I am a 35-year-old UK citizen who now teaches abroad and is classified as a non-resident for tax purposes. I created almost five years of pension in the University Retirement Scheme (USS) while working for a university in the United Kingdom. This jackpot costs approximately £ 33,000 and with 65 it would get approximately £ 7,000 as a lump sum and a little more than £ 1,000 a year as a defined benefit final-benefit pension.
If I transfer this to a self-invested personal pension (SIPP) and bought a tracker, I think that the £ 33,000 could be accessible at 55 and with a supposedly modest growth of 3 per annual cent would be a better investment. Do you think it would be better to change? He is unlikely to teach in the UK for the foreseeable future and, even if he does, with problems with USS, it is unlikely that he can contribute more.
Paul Taylor, executive director of financial adviser McCarthy Taylor, says a number of factors should influence his decision, including personal circumstances, attitudes and fiscal position. You should seek tax advice in the country of your residence.
Upon retirement, the USS plan will provide the pension linked to listed inflation, payable for life.
Currently, transfer values are unusually high, since they are based on low gold yields, which actuaries use to evaluate the amount of funds needed to guarantee benefits for the average life expectancy period. As gold yields increase, transfer values will fall.
Transferring personal invested pension (SIPP) to self-control will mean that the benefits of retirement they are based on returns and charges during the investment period. Therefore, the risk and cost of the investment would pass from your former employer to you. The quoted annual pension may seem modest, however, the benefit of a safe retirement income can not be overstated.
The cost of the advice to transfer, the continuous management of the investment and the advisory fees are all additional expenses to take into account. Before changing, you must obtain a transfer value analysis report. This will analyze the growth rate required to match the benefits of the existing scheme. It is likely to be higher than the 3 percent that you cite and it should be sustainable in the context of your attitude to investment risk. An independent financial adviser should consider a personal pension based on a lower cost platform, as an alternative to a SIPP.
Regarding their concerns about college plans, they have the security of the Pension Protection Fund if the scheme fails This compensation is at a lower level than the defined benefit, but still provides valuable protection.
When you retire from the USS scheme, the annual pension will remain in effect for life and if you have a spouse or dependent, you will still be paid a reduced pension in case of death.
Conversely, transfer to a SIPP or personal pension can provide flexible death benefits to whomever you choose, in any format that is appropriate for them, which includes inheriting the pension without inheritance tax.
In summary, transferring the pension will give you flexibility of retirement benefits and death benefits and broader investment options, but you will lose the security provided by the defined benefit, incur costs, be exposed to the risk of the investment and there is no guarantee of that the growth of the new pension will provide a sufficient return to match the USS pension.
As a result, it seems unlikely that it would be best for you to transfer, unless you have other substantial assets and do not expect to depend on your retirement pension.
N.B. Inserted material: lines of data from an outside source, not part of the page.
//! Keyboard input handling for the date explorer.

use crossterm::event::{KeyCode, KeyEvent, KeyModifiers};
use timetales_types::DaySelection;

use crate::app::DateExplorer;

/// What the caller should do after a key has been applied.
#[derive(Debug, Clone, Copy, PartialEq, Eq)]
pub enum KeyAction {
    /// Nothing further.
    None,
    /// The selection changed (or a refresh was requested); fetch it.
    Refetch,
}

/// Apply one key event to the application state.
///
/// Date changes return [`KeyAction::Refetch`] so the caller issues
/// exactly one fetch per user action.
pub fn handle_key(app: &mut DateExplorer, key: KeyEvent) -> KeyAction {
    match key.code {
        KeyCode::Char('c') if key.modifiers.contains(KeyModifiers::CONTROL) => {
            app.running = false;
            KeyAction::None
        }
        KeyCode::Char('q') | KeyCode::Esc => {
            app.running = false;
            KeyAction::None
        }
        KeyCode::Right | KeyCode::Char('l') => {
            app.selection = app.selection.next_day();
            KeyAction::Refetch
        }
        KeyCode::Left | KeyCode::Char('h') => {
            app.selection = app.selection.previous_day();
            KeyAction::Refetch
        }
        KeyCode::Up => {
            app.selection = app.selection.next_month();
            KeyAction::Refetch
        }
        KeyCode::Down => {
            app.selection = app.selection.previous_month();
            KeyAction::Refetch
        }
        KeyCode::Char('t') => {
            app.selection = DaySelection::today();
            KeyAction::Refetch
        }
        KeyCode::Char('r') => KeyAction::Refetch,
        KeyCode::Char('j') => {
            app.scroll_down(1);
            KeyAction::None
        }
        KeyCode::Char('k') => {
            app.scroll_up(1);
            KeyAction::None
        }
        KeyCode::PageDown => {
            app.scroll_down(10);
            KeyAction::None
        }
        KeyCode::PageUp => {
            app.scroll_up(10);
            KeyAction::None
        }
        _ => KeyAction::None,
    }
}

#[cfg(test)]
mod tests {
    use super::*;
    use crossterm::event::{KeyEventKind, KeyEventState};

    fn key(code: KeyCode) -> KeyEvent {
        KeyEvent {
            code,
            modifiers: KeyModifiers::NONE,
            kind: KeyEventKind::Press,
            state: KeyEventState::NONE,
        }
    }

    #[test]
    fn right_advances_day_and_requests_fetch() {
        let mut app = DateExplorer::new();
        app.selection = DaySelection::new(12, 24);

        let action = handle_key(&mut app, key(KeyCode::Right));

        assert_eq!(action, KeyAction::Refetch);
        assert_eq!(app.selection.day(), 25);
    }

    #[test]
    fn up_advances_month() {
        let mut app = DateExplorer::new();
        app.selection = DaySelection::new(3, 14);

        let action = handle_key(&mut app, key(KeyCode::Up));

        assert_eq!(action, KeyAction::Refetch);
        assert_eq!(app.selection.month(), 4);
    }

    #[test]
    fn today_key_resets_selection_and_requests_fetch() {
        let mut app = DateExplorer::new();
        app.selection = DaySelection::new(1, 1);

        let action = handle_key(&mut app, key(KeyCode::Char('t')));

        assert_eq!(action, KeyAction::Refetch);
        assert_eq!(app.selection, DaySelection::today());
    }

    #[test]
    fn refresh_key_requests_fetch_without_moving() {
        let mut app = DateExplorer::new();
        app.selection = DaySelection::new(6, 6);

        let action = handle_key(&mut app, key(KeyCode::Char('r')));

        assert_eq!(action, KeyAction::Refetch);
        assert_eq!(app.selection, DaySelection::new(6, 6));
    }

    #[test]
    fn quit_keys_stop_the_app() {
        let mut app = DateExplorer::new();
        handle_key(&mut app, key(KeyCode::Char('q')));
        assert!(!app.running);

        let mut app = DateExplorer::new();
        handle_key(&mut app, key(KeyCode::Esc));
        assert!(!app.running);

        let mut app = DateExplorer::new();
        let ctrl_c = KeyEvent {
            code: KeyCode::Char('c'),
            modifiers: KeyModifiers::CONTROL,
            kind: KeyEventKind::Press,
            state: KeyEventState::NONE,
        };
        handle_key(&mut app, ctrl_c);
        assert!(!app.running);
    }

    #[test]
    fn scroll_keys_do_not_request_fetch() {
        let mut app = DateExplorer::new();

        assert_eq!(handle_key(&mut app, key(KeyCode::Char('j'))), KeyAction::None);
        assert_eq!(app.scroll, 1);
        assert_eq!(handle_key(&mut app, key(KeyCode::PageDown)), KeyAction::None);
        assert_eq!(app.scroll, 11);
    }
}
Martin Tilley, director of technical services, Dentons Pension Management, says that it is always prudent to keep track of deferred pensions and make sure you have a complete understanding of how and when all the potential benefits can be paid
The freedoms of retirement, introduced as of April 2015, offer a less rigid system of payment of benefits, allowing members to take benefits at a younger age and in a more flexible way than from a defined benefit scheme. This, together with the potential to transmit any residual funds left at the time of the member's death to others, has increased the popularity of the defined benefit scheme transfers funded in recent years.
By introducing the freedoms of pensions, the government recognized the importance of people understanding the value of defined benefit schemes and the guarantees that they would be giving up the transfer. It implemented a legal requirement that when the offered cash equivalent (the transfer value) exceeded £ 30,000, the member should receive expert advice from a qualified specialized transfer consultant. In fact, the transfer scheme can not release the transfer to another registered pension plan unless it is certain that the member has obtained the appropriate advice.
For any transfer from a defined benefit scheme to a defined contribution scheme or purchase of money, the member must understand that it assumes all the risks and charges under the reception scheme and loses the guarantees that the transfer scheme had provided.
For example, the member may live longer than expected and their money purchase fund may be exhausted before they die. They also assume the investment risk. For example, the investment strategy chosen may not provide a sufficient fund to match or improve the guaranteed benefits provided. Even the use of a single low-cost tracking fund could be risky if it lacks diversification between asset classes and geographic regions.
In addition, the member assumes the costs of the transfer and the ongoing administration of the new scheme, and both will have an impact on the return on investment and the expected benefits.
The opinions in this column are intended for general information purposes only and should not be used as a substitute for professional advice. The Financial Times Ltd and the authors are not responsible for any direct or indirect result derived from the trust placed in the answers, including losses, and exclude liability to its full extent.